Now Streaming: The Inventor - Out for Blood in Silicon Valley
/The Inventor: Out for Blood in Silicon Valley, premiered on HBO this past Monday, March 18. The film, produced and directed by Alex Gibney, tracks the rise and fall of the biomedical company Theranos and its charismatic founder Elizabeth Holmes, who sold the world on the idea that hundreds of tests could be performed on a single drop of blood, taken painlessly by finger stick and analyzed automatically using a proprietary testing device called the Edison.
About the size of a microwave oven, the Edison was designed to be deployed locally to pharmacies, doctors' offices, and, ultimately, private homes, allowing people to obtain regular, low-cost screenings for all manner of disease. Theranos would upend the medical testing industry and become the Apple of health screening. It was an audacious plan with a huge potential upside.

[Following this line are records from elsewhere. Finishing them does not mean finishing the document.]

//! # Identity & Credentials
//!
//! An [`Identity`] is whatever a scheme produces on successful verification:
//! a user record, a token's claims, a service account. The evaluator only
//! needs one capability from it, role membership.
//!
//! [`Credentials`] is the request-scoped handle the evaluator stores in the
//! request's extensions after admission. Handlers read it back through
//! [`Credentials::from_extensions`] and recover their concrete identity type
//! with [`Credentials::downcast_ref`], which returns `None` on a type
//! mismatch instead of panicking.

use std::any::Any;
use std::fmt;
use std::sync::Arc;

use http::Extensions;

/// Upcast helper so `dyn Identity` can be downcast to its concrete type.
///
/// Implemented for every `'static` type; never implement it by hand.
pub trait AsAny {
    /// Return `self` as `&dyn Any`.
    fn as_any(&self) -> &dyn Any;
}

impl<T: Any> AsAny for T {
    fn as_any(&self) -> &dyn Any {
        self
    }
}

/// A verified principal.
pub trait Identity: AsAny + fmt::Debug + Send + Sync {
    /// Whether this identity holds `role`.
    fn has_role(&self, role: &str) -> bool;

    /// Stable identifier of the principal, when the scheme has one. Used in
    /// log fields only.
    fn subject(&self) -> Option<&str> {
        None
    }
}

/// Verified credentials attached to an admitted request.
#[derive(Clone)]
pub struct Credentials {
    identity: Arc<dyn Identity>,
    scheme: Arc<str>,
}

impl Credentials {
    /// Wrap an identity produced by the scheme registered as `scheme`.
    pub fn new(identity: Arc<dyn Identity>, scheme: impl Into<Arc<str>>) -> Self {
        Self {
            identity,
            scheme: scheme.into(),
        }
    }

    /// Name of the scheme that produced this identity.
    pub fn scheme(&self) -> &str {
        &self.scheme
    }

    /// The identity as a trait object.
    pub fn identity(&self) -> &dyn Identity {
        self.identity.as_ref()
    }

    /// Shared handle to the identity.
    pub fn identity_arc(&self) -> Arc<dyn Identity> {
        Arc::clone(&self.identity)
    }

    /// Whether the identity holds `role`.
    pub fn has_role(&self, role: &str) -> bool {
        self.identity.has_role(role)
    }

    /// The identity as its concrete type, or `None` if it is some other type.
    pub fn downcast_ref<T: Identity + 'static>(&self) -> Option<&T> {
        let any: &dyn Any = AsAny::as_any(self.identity.as_ref());
        any.downcast_ref::<T>()
    }

    /// Look up the credentials an evaluator stored in `extensions`.
    ///
    /// Returns `None` when the route's mode was `none`, or `optional` and no
    /// scheme succeeded.
    pub fn from_extensions(extensions: &Extensions) -> Option<&Credentials> {
        extensions.get::<Credentials>()
    }

    /// Store these credentials in `extensions`, replacing any earlier value.
    pub fn insert_into(self, extensions: &mut Extensions) {
        extensions.insert(self);
    }
}

impl fmt::Debug for Credentials {
    fn fmt(&self, f: &mut fmt::Formatter<'_>) -> fmt::Result {
        f.debug_struct("Credentials")
            .field("scheme", &self.scheme)
            .field("identity", &self.identity)
            .finish()
    }
}
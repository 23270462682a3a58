//! # Authentication Layer
//!
//! Tower [`Layer`] wrapping a single route. The wrapped service only runs
//! when the route's [`Evaluator`] admits the request; otherwise the bundler's
//! [`ErrorResponder`] renders the response and the inner service is never
//! called.

use std::fmt;
use std::sync::Arc;
use std::task::{Context, Poll};

use axum::body::Body;
use axum::http::Request;
use axum::response::Response;
use tower::{Layer, Service};
use turnstile_core::{ErrorResponder, Evaluator, Outcome};

use crate::metrics::AdmissionMetrics;

type BoxFuture<T> = std::pin::Pin<Box<dyn std::future::Future<Output = T> + Send + 'static>>;

pub(crate) struct RouteGuard<R> {
    pub(crate) evaluator: Evaluator,
    pub(crate) responder: Arc<R>,
    pub(crate) metrics: AdmissionMetrics,
}

/// Layer produced by [`Bundler::layer`](crate::Bundler::layer).
pub struct AuthLayer<R> {
    guard: Arc<RouteGuard<R>>,
}

impl<R> AuthLayer<R> {
    pub(crate) fn new(guard: RouteGuard<R>) -> Self {
        Self {
            guard: Arc::new(guard),
        }
    }

    /// Return the evaluator guarding this route.
    pub fn evaluator(&self) -> &Evaluator {
        &self.guard.evaluator
    }
}

impl<R> Clone for AuthLayer<R> {
    fn clone(&self) -> Self {
        Self {
            guard: Arc::clone(&self.guard),
        }
    }
}

impl<R> fmt::Debug for AuthLayer<R> {
    fn fmt(&self, f: &mut fmt::Formatter<'_>) -> fmt::Result {
        f.debug_struct("AuthLayer")
            .field("evaluator", &self.guard.evaluator)
            .finish_non_exhaustive()
    }
}

impl<S, R> Layer<S> for AuthLayer<R> {
    type Service = AuthService<S, R>;

    fn layer(&self, inner: S) -> Self::Service {
        AuthService {
            inner,
            guard: Arc::clone(&self.guard),
        }
    }
}

/// Service produced by [`AuthLayer`].
pub struct AuthService<S, R> {
    inner: S,
    guard: Arc<RouteGuard<R>>,
}

impl<S: Clone, R> Clone for AuthService<S, R> {
    fn clone(&self) -> Self {
        Self {
            inner: self.inner.clone(),
            guard: Arc::clone(&self.guard),
        }
    }
}

impl<S, R> Service<Request<Body>> for AuthService<S, R>
where
    S: Service<Request<Body>, Response = Response> + Clone + Send + 'static,
    S::Future: Send + 'static,
    R: ErrorResponder<Response = Response> + 'static,
{
    type Response = Response;
    type Error = S::Error;
    type Future = BoxFuture<Result<Response, S::Error>>;

    fn poll_ready(&mut self, cx: &mut Context<'_>) -> Poll<Result<(), Self::Error>> {
        self.inner.poll_ready(cx)
    }

    fn call(&mut self, request: Request<Body>) -> Self::Future {
        // The clone may not be ready; keep the one that was polled.
        let clone = self.inner.clone();
        let mut inner = std::mem::replace(&mut self.inner, clone);
        let guard = Arc::clone(&self.guard);

        Box::pin(async move {
            let (mut parts, body) = request.into_parts();
            match guard.evaluator.admit(&mut parts).await {
                Ok(_) => {
                    guard.metrics.record(Outcome::Allowed);
                    inner.call(Request::from_parts(parts, body)).await
                }
                Err(rejection) => {
                    guard.metrics.record(rejection.outcome());
                    Ok(guard.responder.respond(&parts, &rejection))
                }
            }
        })
    }
}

With this story in hand, Holmes secured nearly $900 million in venture capital and packed her board with big names like Henry Kissenger, George Shultz and General Jim Mattis. By 2014, the company had grown to 800 employees and reached a value of nearly $9 billion, making Holmes, its largest shareholder, the world’s youngest self-made female billionaire.

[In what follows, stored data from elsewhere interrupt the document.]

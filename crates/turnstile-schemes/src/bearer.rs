//! `Authorization: Bearer` extraction shared by token schemes.

use http::header::AUTHORIZATION;
use http::request::Parts;
use turnstile_core::SchemeError;

/// Return the bearer token carried by `request`.
///
/// A missing header is [`SchemeError::MissingCredentials`]; any other
/// authorization scheme or an empty token is [`SchemeError::Malformed`].
pub fn bearer_token(request: &Parts) -> Result<&str, SchemeError> {
    let value = request
        .headers
        .get(AUTHORIZATION)
        .ok_or(SchemeError::MissingCredentials)?
        .to_str()
        .map_err(|_| SchemeError::Malformed("authorization header is not valid ASCII".into()))?;

    let (scheme, token) = value
        .split_once(' ')
        .ok_or_else(|| SchemeError::Malformed("authorization header must use Bearer scheme".into()))?;
    if !scheme.eq_ignore_ascii_case("bearer") {
        return Err(SchemeError::Malformed(
            "authorization header must use Bearer scheme".into(),
        ));
    }

    let token = token.trim();
    if token.is_empty() {
        return Err(SchemeError::Malformed("empty bearer token".into()));
    }
    Ok(token)
}
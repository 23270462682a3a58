//! # turnstile-demo
//!
//! Serves the demo router. See [`turnstile_api::demo`] for routes and
//! environment variables.

use turnstile_api::demo::{self, DemoConfig};

#[tokio::main]
async fn main() -> Result<(), Box<dyn std::error::Error>> {
    tracing_subscriber::fmt()
        .with_env_filter(
            tracing_subscriber::EnvFilter::try_from_default_env()
                .unwrap_or_else(|_| tracing_subscriber::EnvFilter::new("info")),
        )
        .init();

    let config = DemoConfig::from_env();
    let port = config.port;

    let app = demo::router(config).map_err(|e| {
        tracing::error!("Route configuration failed: {e}");
        e
    })?;

    let addr = std::net::SocketAddr::from(([0, 0, 0, 0], port));
    tracing::info!("turnstile demo listening on {}", addr);

    let listener = tokio::net::TcpListener::bind(addr).await?;
    axum::serve(listener, app).await?;

    Ok(())
}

The only problem was that the Edison never really worked and, following the publication of John Carreyou’s investigative report in the Wall Street Journal in October 2015, the company’s failures, and Holmes’s elaborate efforts to hide them, were becoming widely known. By 2018, Theranos was out of business and Holmes, along with Sunny Balwani, the former president of Theranos and Holmes’s boyfriend, were charged with multiple counts of fraud by the Department of Justice.

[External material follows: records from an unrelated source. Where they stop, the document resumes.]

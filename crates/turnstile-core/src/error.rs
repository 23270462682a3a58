//! # Error Hierarchy
//!
//! Two families of errors with different lifetimes:
//!
//! - [`ConfigError`] is raised while routes are being set up. It must stop
//!   the server from starting and is never deferred to request handling.
//! - [`Rejection`] is the terminal outcome of one request's evaluation. It is
//!   handed to an [`ErrorResponder`](crate::ErrorResponder) and never
//!   propagated past the evaluator.

use std::fmt;

use thiserror::Error;

use crate::policy::AuthMode;

/// Setup-time configuration errors.
#[derive(Error, Debug, Clone, PartialEq, Eq)]
pub enum ConfigError {
    /// A policy or `set_default` call named a scheme that is not registered.
    #[error("unknown authentication scheme: \"{name}\"")]
    UnknownScheme {
        /// The scheme name that failed to resolve.
        name: String,
    },

    /// A scheme name was the empty string.
    #[error("authentication scheme names must not be empty")]
    EmptySchemeName,

    /// The route lists no schemes and the registry has no default.
    #[error("route requires authentication (mode \"{mode}\") but names no schemes and no default scheme is set")]
    NoSchemes {
        /// The route's authentication mode.
        mode: AuthMode,
    },

    /// The route disables authentication but still declares required roles.
    #[error("route disables authentication but requires roles {roles:?}")]
    RolesWithoutAuthentication {
        /// The roles that could never be checked.
        roles: Vec<String>,
    },

    /// An `allow` entry is not a `type/subtype` media range.
    #[error("invalid content type in allow list: \"{value}\" (expected type/subtype)")]
    InvalidContentType {
        /// The offending entry.
        value: String,
    },

    /// An authentication mode string did not parse.
    #[error("invalid auth mode: \"{value}\" (expected none, optional, or required)")]
    InvalidAuthMode {
        /// The offending input.
        value: String,
    },
}

/// The kind of a request's terminal outcome.
#[derive(Debug, Clone, Copy, PartialEq, Eq, Hash)]
pub enum Outcome {
    /// The wrapped handler runs.
    Allowed,
    /// No scheme produced an identity on a route that requires one.
    Unauthorized,
    /// An identity was produced but holds none of the required roles.
    Forbidden,
    /// The request was malformed before any scheme was consulted.
    BadRequest,
    /// A verifier or its infrastructure failed.
    ServerError,
}

impl Outcome {
    /// Return the snake_case label of this outcome, suitable for log fields.
    pub fn as_str(&self) -> &'static str {
        match self {
            Self::Allowed => "allowed",
            Self::Unauthorized => "unauthorized",
            Self::Forbidden => "forbidden",
            Self::BadRequest => "bad_request",
            Self::ServerError => "server_error",
        }
    }
}

impl fmt::Display for Outcome {
    fn fmt(&self, f: &mut fmt::Formatter<'_>) -> fmt::Result {
        f.write_str(self.as_str())
    }
}

/// A request that the evaluator refused to admit.
#[derive(Error, Debug, Clone, PartialEq, Eq)]
pub enum Rejection {
    /// Every scheme failed on a route with [`AuthMode::Required`].
    #[error("unauthorized: {0}")]
    Unauthorized(String),

    /// The verified identity holds none of the route's roles.
    #[error("forbidden: {0}")]
    Forbidden(String),

    /// The request was malformed before verification.
    #[error("bad request: {0}")]
    BadRequest(String),

    /// A scheme could not reach its backing infrastructure.
    #[error("server error: {0}")]
    ServerError(String),
}

impl Rejection {
    /// Return the outcome kind of this rejection.
    pub fn outcome(&self) -> Outcome {
        match self {
            Self::Unauthorized(_) => Outcome::Unauthorized,
            Self::Forbidden(_) => Outcome::Forbidden,
            Self::BadRequest(_) => Outcome::BadRequest,
            Self::ServerError(_) => Outcome::ServerError,
        }
    }

    /// Return the message without the outcome prefix.
    pub fn message(&self) -> &str {
        match self {
            Self::Unauthorized(m) | Self::Forbidden(m) | Self::BadRequest(m) | Self::ServerError(m) => m,
        }
    }
}
//! JSON rendering of rejected requests.

use axum::http::header::WWW_AUTHENTICATE;
use axum::http::request::Parts;
use axum::http::HeaderValue;
use axum::response::{IntoResponse, Response};
use turnstile_core::{ErrorResponder, Rejection};

use crate::error::ApiError;

/// Renders rejections as [`ApiError`] JSON bodies.
///
/// 401 responses carry a `WWW-Authenticate` challenge, `Bearer` unless
/// overridden with [`JsonResponder::with_challenge`].
#[derive(Debug, Clone)]
pub struct JsonResponder {
    challenge: HeaderValue,
}

impl JsonResponder {
    /// Create a responder issuing the `Bearer` challenge.
    pub fn new() -> Self {
        Self {
            challenge: HeaderValue::from_static("Bearer"),
        }
    }

    /// Replace the `WWW-Authenticate` challenge sent with 401 responses.
    pub fn with_challenge(mut self, challenge: HeaderValue) -> Self {
        self.challenge = challenge;
        self
    }
}

impl Default for JsonResponder {
    fn default() -> Self {
        Self::new()
    }
}

impl ErrorResponder for JsonResponder {
    type Response = Response;

    fn unauthorized(&self, _request: &Parts, error: &Rejection) -> Response {
        let mut response = ApiError::from(error).into_response();
        response
            .headers_mut()
            .insert(WWW_AUTHENTICATE, self.challenge.clone());
        response
    }

    fn forbidden(&self, _request: &Parts, error: &Rejection) -> Response {
        ApiError::from(error).into_response()
    }

    fn bad_request(&self, _request: &Parts, error: &Rejection) -> Response {
        ApiError::from(error).into_response()
    }

    fn server_error(&self, request: &Parts, error: &Rejection) -> Response {
        tracing::error!(
            method = %request.method,
            path = request.uri.path(),
            reason = error.message(),
            "authentication backend failure"
        );
        ApiError::from(error).into_response()
    }
}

Gibney makes excellent use of existing footage of Holmes prowling the halls of Theranos’s glass-walled office building, as well as clips from her countless public appearances. Again and again, we hear her lay out her vision for the company - from the TED stage, in media appearances, in corporate pep-talks, even sitting for a promotional video directed by documentary filmmaker Errol Morris, in which she quotes Yoda - “there is no try, there is only do.”
Throughout the film Holmes remains a mystery. Was she a true believer in over her head? Is she pathological liar? A sociopath? An old-school scammer dressed up in a Steve Jobs costume? Regardless of her motivations and mental condition, she was clearly able to pull a whole lot of people at the highest levels of finance, government and business into her vision. As Gibney says in a voiceover early in the film, “to understand what happened, it pays to look past the price of the stock to the value of the story. This compelling tale of divining hundreds of diseases from a drop of blood was a testament to the imagination of the inventor.” And the credulity of everyone else , he might have added.